### Problem statement
Spot each line in the records below where the word "serde" occurs, then copy it.
BEGIN
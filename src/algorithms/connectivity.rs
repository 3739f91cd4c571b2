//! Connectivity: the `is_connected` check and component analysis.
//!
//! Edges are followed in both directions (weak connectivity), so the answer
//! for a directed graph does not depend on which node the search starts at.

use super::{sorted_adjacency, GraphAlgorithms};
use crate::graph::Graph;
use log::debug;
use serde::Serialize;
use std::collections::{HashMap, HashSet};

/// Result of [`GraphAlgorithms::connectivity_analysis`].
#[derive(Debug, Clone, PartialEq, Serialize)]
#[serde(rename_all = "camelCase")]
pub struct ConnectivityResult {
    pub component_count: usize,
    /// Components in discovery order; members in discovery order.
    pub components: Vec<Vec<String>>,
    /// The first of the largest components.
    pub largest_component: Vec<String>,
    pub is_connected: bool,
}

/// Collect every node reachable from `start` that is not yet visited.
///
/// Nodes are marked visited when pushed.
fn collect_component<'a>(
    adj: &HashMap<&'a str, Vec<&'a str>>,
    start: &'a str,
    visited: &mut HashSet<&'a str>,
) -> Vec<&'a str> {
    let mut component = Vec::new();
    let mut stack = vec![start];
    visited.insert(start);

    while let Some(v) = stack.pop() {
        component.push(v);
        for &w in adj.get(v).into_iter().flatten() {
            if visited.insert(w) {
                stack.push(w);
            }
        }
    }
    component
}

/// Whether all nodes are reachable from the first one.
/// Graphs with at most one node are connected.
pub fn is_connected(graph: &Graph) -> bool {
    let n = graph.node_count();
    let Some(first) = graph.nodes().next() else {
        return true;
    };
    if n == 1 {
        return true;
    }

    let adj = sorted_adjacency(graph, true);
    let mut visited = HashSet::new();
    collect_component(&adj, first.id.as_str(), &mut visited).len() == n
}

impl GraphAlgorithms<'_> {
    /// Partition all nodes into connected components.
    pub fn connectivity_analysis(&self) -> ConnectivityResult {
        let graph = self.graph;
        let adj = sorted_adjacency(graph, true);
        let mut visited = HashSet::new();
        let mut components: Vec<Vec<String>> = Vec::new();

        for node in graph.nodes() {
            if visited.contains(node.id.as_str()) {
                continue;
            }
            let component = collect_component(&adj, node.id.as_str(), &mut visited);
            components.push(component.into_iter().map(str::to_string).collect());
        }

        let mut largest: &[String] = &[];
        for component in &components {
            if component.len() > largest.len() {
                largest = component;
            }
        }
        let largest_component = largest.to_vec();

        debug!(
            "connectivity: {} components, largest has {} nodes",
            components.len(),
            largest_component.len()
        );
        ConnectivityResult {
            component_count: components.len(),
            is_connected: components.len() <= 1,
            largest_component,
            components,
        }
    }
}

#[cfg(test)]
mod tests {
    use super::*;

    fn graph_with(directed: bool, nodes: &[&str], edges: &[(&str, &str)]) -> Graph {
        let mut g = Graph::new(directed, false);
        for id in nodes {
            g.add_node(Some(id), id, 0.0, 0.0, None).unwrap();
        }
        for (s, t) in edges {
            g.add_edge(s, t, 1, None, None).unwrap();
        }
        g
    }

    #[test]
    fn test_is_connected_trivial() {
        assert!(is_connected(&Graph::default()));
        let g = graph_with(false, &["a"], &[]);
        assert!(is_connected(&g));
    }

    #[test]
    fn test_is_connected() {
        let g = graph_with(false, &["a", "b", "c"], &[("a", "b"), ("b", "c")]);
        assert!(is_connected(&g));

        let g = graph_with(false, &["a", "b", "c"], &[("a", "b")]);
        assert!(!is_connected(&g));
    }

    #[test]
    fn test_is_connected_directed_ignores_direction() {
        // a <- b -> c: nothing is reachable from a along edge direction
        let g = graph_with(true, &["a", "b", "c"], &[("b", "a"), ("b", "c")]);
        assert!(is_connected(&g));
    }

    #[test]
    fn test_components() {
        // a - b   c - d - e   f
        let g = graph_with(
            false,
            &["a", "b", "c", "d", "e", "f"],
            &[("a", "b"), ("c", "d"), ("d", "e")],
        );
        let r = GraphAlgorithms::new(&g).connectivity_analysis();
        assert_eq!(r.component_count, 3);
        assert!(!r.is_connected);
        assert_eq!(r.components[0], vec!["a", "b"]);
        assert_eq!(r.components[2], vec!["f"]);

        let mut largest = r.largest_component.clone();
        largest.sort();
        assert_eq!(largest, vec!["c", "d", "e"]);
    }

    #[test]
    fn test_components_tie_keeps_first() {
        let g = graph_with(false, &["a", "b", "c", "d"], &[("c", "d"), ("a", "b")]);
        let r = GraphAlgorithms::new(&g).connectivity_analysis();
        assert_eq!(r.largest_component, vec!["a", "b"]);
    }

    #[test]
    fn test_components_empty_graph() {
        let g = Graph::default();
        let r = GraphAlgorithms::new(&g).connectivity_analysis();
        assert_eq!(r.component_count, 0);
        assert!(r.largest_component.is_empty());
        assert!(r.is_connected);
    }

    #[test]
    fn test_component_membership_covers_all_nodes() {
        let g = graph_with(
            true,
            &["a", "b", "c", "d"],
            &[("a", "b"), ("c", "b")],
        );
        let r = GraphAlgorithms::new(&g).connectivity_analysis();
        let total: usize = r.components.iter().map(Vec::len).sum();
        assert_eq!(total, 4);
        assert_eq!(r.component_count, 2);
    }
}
END
### Written solution
use serde::Serialize;
#[serde(rename_all = "camelCase")]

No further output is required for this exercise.